A better approach has to move less values at one time, right? Well, at least less values per total. The idea is that we do not want to process those long left segments each time, so we want to make them as small as possible.
Instead of moving each element to the “local” right place (that is the place that is supposed to be in the processed array – look at the example before), we will put it in it's “global” right place. And that gives us the standard quicksort algorithm with pivot on the leftmost position.
quicksort :: (Ord a) => [a] -> [a]
quicksort []
= []
quicksort (x:xs)
= smaller ++ [x] ++ bigger
where
smaller = quicksort [a | a <- xs, a <= x]
bigger = quicksort [a | a <- xs, a > x]
The algorithm works as follows: - take the first element in the array (call it pivot – “x” in the picture ) - split all other elements in two arrays: elements bigger than the pivot and the rest - recurse with the same algorithm over the both arrays - make the new array out of the two arrays and the pivot
Is this better than insertion sort? Yes, but the answer is not straight forward. The “local” and “global” analogy suggests the better result. But in the case of a descending array it will work in O(N^2) complexity.

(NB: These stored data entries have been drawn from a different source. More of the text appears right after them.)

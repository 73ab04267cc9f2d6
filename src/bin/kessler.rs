use clap::Parser;
use std::fs::File;
use std::io::BufReader;
use std::path::PathBuf;
use tracing::info;

use kessler_lib::{
    ingest,
    model::Model,
    output::CsvSink,
    scenario::Config,
};

#[derive(Parser, Debug)]
#[command(version)]
struct Opts {
    /// Scenario configuration toml file.
    ///
    /// The nominal scenario is used when not provided.
    #[arg(long)]
    scenario: Option<PathBuf>,

    /// Override the scenario's PRNG seed.
    #[arg(long)]
    seed: Option<u64>,

    /// Directory the positions/collisions/injections CSVs are written to.
    #[arg(long, default_value = "out")]
    output_dir: PathBuf,

    /// Cleaned catalog CSV, as produced by the data-cleaning pipeline
    /// (LEO-filtered, meters and degrees).
    catalog: PathBuf,
}

fn main() -> Result<(), Box<dyn std::error::Error>> {
    tracing_subscriber::fmt::init();
    let opts = Opts::parse();

    let intr = interruptor::Interruptor::new();
    let intr_clone = intr.clone();
    ctrlc::set_handler(move || {
        if intr_clone.is_set() {
            let exit_code = if cfg!(target_family = "unix") {
                // 128 (fatal error signal "n") + 2 (control-c is fatal error signal 2)
                130
            } else {
                // Windows code 3221225786
                // -1073741510 == C000013A
                -1073741510
            };
            std::process::exit(exit_code);
        } else {
            intr_clone.set();
        }
    })?;

    let mut config = match &opts.scenario {
        Some(path) => {
            info!(scenario = %path.display(), "loading scenario");
            Config::load(path)
        }
        None => {
            info!("using nominal scenario");
            Config::nominal()
        }
    };
    if let Some(seed) = opts.seed {
        config.seed = seed;
    }

    let shells = config.shell_index();
    let catalog = BufReader::new(File::open(&opts.catalog)?);
    let population = ingest::bodies_from_csv(catalog, &shells)?;
    info!(
        bodies = population.len(),
        catalog = %opts.catalog.display(),
        "catalog ingested"
    );

    let mut sink = CsvSink::create(&opts.output_dir)?;
    let mut model = Model::new(population, &config);
    model.initialize_to_epoch();

    model.run_with(&mut sink, || intr.is_set())?;
    sink.flush()?;

    println!("Stopped at\n{:#?}", model.sim_info());

    Ok(())
}

mod interruptor {
    use std::sync::atomic::{AtomicBool, Ordering::SeqCst};
    use std::sync::Arc;

    #[derive(Clone, Debug)]
    #[repr(transparent)]
    pub struct Interruptor(Arc<AtomicBool>);

    impl Interruptor {
        pub fn new() -> Self {
            Interruptor(Arc::new(AtomicBool::new(false)))
        }

        pub fn set(&self) {
            self.0.store(true, SeqCst);
        }

        pub fn is_set(&self) -> bool {
            self.0.load(SeqCst)
        }
    }

    impl Default for Interruptor {
        fn default() -> Self {
            Self::new()
        }
    }
}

We achieved a better result, but we found another redundancy. That is the dependency of the complexity on the ordering of the array. We depend a lot on the first element at each step. What if I take another element, say second one? No, really. We will depend on the second element at each step in this case. We have to take different elements at each step, therefore we will choose the pivot randomly.

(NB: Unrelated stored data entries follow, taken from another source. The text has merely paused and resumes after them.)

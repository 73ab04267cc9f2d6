//! Small unit newtypes so seconds, meters and radians can't be mixed up.
//!
//! Angles are radians everywhere inside the simulation; `Angle::from_degrees`
//! is the single conversion point for catalog data that arrives in degrees.

use std::ops::{Add, AddAssign, Mul, Sub};

use std::f64::consts::TAU;

#[derive(Copy, Clone, PartialEq, PartialOrd)]
pub struct Time {
    secs: f64,
}

impl std::fmt::Debug for Time {
    fn fmt(&self, f: &mut std::fmt::Formatter<'_>) -> std::fmt::Result {
        write!(f, "{} s", self.secs)
    }
}

impl Time {
    pub const SECONDS_PER_DAY: f64 = 86_400.0;
    /// Sidereal year, as used by the population churn cadence.
    pub const SECONDS_PER_YEAR: f64 = 31_556_926.0;

    pub fn from_secs(secs: f64) -> Time {
        Time { secs }
    }

    pub fn from_days(days: f64) -> Time {
        Time {
            secs: days * Self::SECONDS_PER_DAY,
        }
    }

    pub fn from_years(years: f64) -> Time {
        Time {
            secs: years * Self::SECONDS_PER_YEAR,
        }
    }

    pub fn as_secs(&self) -> f64 {
        self.secs
    }
}

impl Add<Time> for Time {
    type Output = Time;

    fn add(self, rhs: Time) -> Self::Output {
        Time::from_secs(self.secs + rhs.secs)
    }
}

impl AddAssign<Time> for Time {
    fn add_assign(&mut self, rhs: Time) {
        self.secs += rhs.secs;
    }
}

impl Sub<Time> for Time {
    type Output = Time;

    fn sub(self, rhs: Time) -> Self::Output {
        Time::from_secs(self.secs - rhs.secs)
    }
}

impl Mul<f64> for Time {
    type Output = Time;

    fn mul(self, rhs: f64) -> Self::Output {
        Time::from_secs(self.secs * rhs)
    }
}

/// Absolute simulation time, in seconds (the catalog epochs are Unix-style
/// second counts, so this is just a tagged f64).
#[derive(Copy, Clone, PartialEq, PartialOrd)]
pub struct Timestamp {
    secs: f64,
}

impl std::fmt::Debug for Timestamp {
    fn fmt(&self, f: &mut std::fmt::Formatter<'_>) -> std::fmt::Result {
        write!(f, "t={} s", self.secs)
    }
}

impl Timestamp {
    pub fn epoch() -> Timestamp {
        Timestamp { secs: 0.0 }
    }

    pub fn from_secs(secs: f64) -> Timestamp {
        Timestamp { secs }
    }

    pub fn as_secs(&self) -> f64 {
        self.secs
    }
}

impl Add<Time> for Timestamp {
    type Output = Timestamp;

    fn add(self, rhs: Time) -> Self::Output {
        Timestamp::from_secs(self.secs + rhs.as_secs())
    }
}

impl AddAssign<Time> for Timestamp {
    fn add_assign(&mut self, rhs: Time) {
        self.secs += rhs.as_secs();
    }
}

impl Sub<Timestamp> for Timestamp {
    type Output = Time;

    fn sub(self, rhs: Timestamp) -> Self::Output {
        Time::from_secs(self.secs - rhs.secs)
    }
}

#[derive(Copy, Clone, PartialEq, PartialOrd)]
pub struct Angle {
    radians: f64,
}

impl std::fmt::Debug for Angle {
    fn fmt(&self, f: &mut std::fmt::Formatter<'_>) -> std::fmt::Result {
        write!(f, "{} rad", self.radians)
    }
}

impl Angle {
    pub fn from_radians(radians: f64) -> Angle {
        Angle { radians }
    }

    pub fn from_degrees(degrees: f64) -> Angle {
        Angle {
            radians: degrees.to_radians(),
        }
    }

    pub fn as_radians(&self) -> f64 {
        self.radians
    }

    pub fn as_degrees(&self) -> f64 {
        self.radians.to_degrees()
    }

    /// Folded into `[0, 2π)`.
    pub fn normalized(&self) -> Angle {
        Angle {
            radians: self.radians.rem_euclid(TAU),
        }
    }

    pub fn is_finite(&self) -> bool {
        self.radians.is_finite()
    }
}

impl Add<Angle> for Angle {
    type Output = Angle;

    fn add(self, rhs: Angle) -> Self::Output {
        Angle::from_radians(self.radians + rhs.radians)
    }
}

impl Sub<Angle> for Angle {
    type Output = Angle;

    fn sub(self, rhs: Angle) -> Self::Output {
        Angle::from_radians(self.radians - rhs.radians)
    }
}

#[derive(Copy, Clone, PartialEq, PartialOrd)]
pub struct Length {
    meters: f64,
}

impl std::fmt::Debug for Length {
    fn fmt(&self, f: &mut std::fmt::Formatter<'_>) -> std::fmt::Result {
        write!(f, "{} m", self.meters)
    }
}

impl Length {
    pub fn from_meters(meters: f64) -> Length {
        Length { meters }
    }

    pub fn from_kilometers(km: f64) -> Length {
        Length {
            meters: km * 1000.0,
        }
    }

    pub fn as_meters(&self) -> f64 {
        self.meters
    }

    pub fn as_kilometers(&self) -> f64 {
        self.meters / 1000.0
    }
}

impl Add<Length> for Length {
    type Output = Length;

    fn add(self, rhs: Length) -> Self::Output {
        Length::from_meters(self.meters + rhs.meters)
    }
}

impl Sub<Length> for Length {
    type Output = Length;

    fn sub(self, rhs: Length) -> Self::Output {
        Length::from_meters(self.meters - rhs.meters)
    }
}

#[cfg(test)]
mod tests {
    use super::*;
    use approx::assert_relative_eq;

    #[test]
    fn angle_conversion_and_normalization() {
        let a = Angle::from_degrees(540.0);
        assert_relative_eq!(a.as_radians(), 3.0 * std::f64::consts::PI);
        assert_relative_eq!(a.normalized().as_degrees(), 180.0, epsilon = 1e-9);

        let b = Angle::from_degrees(-90.0).normalized();
        assert_relative_eq!(b.as_degrees(), 270.0, epsilon = 1e-9);
    }

    #[test]
    fn timestamp_arithmetic() {
        let t0 = Timestamp::from_secs(100.0);
        let t1 = t0 + Time::from_secs(50.0);
        assert_relative_eq!((t1 - t0).as_secs(), 50.0);
    }

    #[test]
    fn day_and_year_constructors() {
        assert_relative_eq!(Time::from_days(7.0).as_secs(), 604_800.0);
        assert_relative_eq!(Time::from_years(1.0).as_secs(), Time::SECONDS_PER_YEAR);
    }
}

This seems to have no obvious redundancy. Let's analyze the complexity.
Each pivot has the same probability to appear. Therefore, the lengths of the two arrays might be (1,n-2), (2,n-3), … , (n-2,1)
, each with equal probability. Informally, we expect that the cut is made at middle so the expected time will be: T(n) = O(n) + 2 * T(n/2)
. This is the same as mergesort, O(N log N)
.
Formally, we use binary search tree structure and probabilities to demonstrate the complexity. We will not cover this.
To summarize here is a general(ish) approach of solving alike problems: 1. Start from a bruteforce 2. Find some redundancy 3. Try to eliminate it 4. Analyze new complexity 5. Stop or go to point 2
Kth Element
This is a more specific problem related to quicksort. We are given an array and we want to find it's K-th biggest element.
We will do the same steps as in quicksort with the difference that we go with the recurrence in only one segment. We take a random pivot and count the smaller elements. If the number of smaller elements is bigger than k then we search in the left side, otherwise we search in the other side.
The complexity we expect with a random pivot is O(N)
because we expect a cut at N/2
at first step, then at N/4
, and so on. As ( 1 + ½ + ¼ + .. ) * N = 2 * N
, the complexity is O(N)
.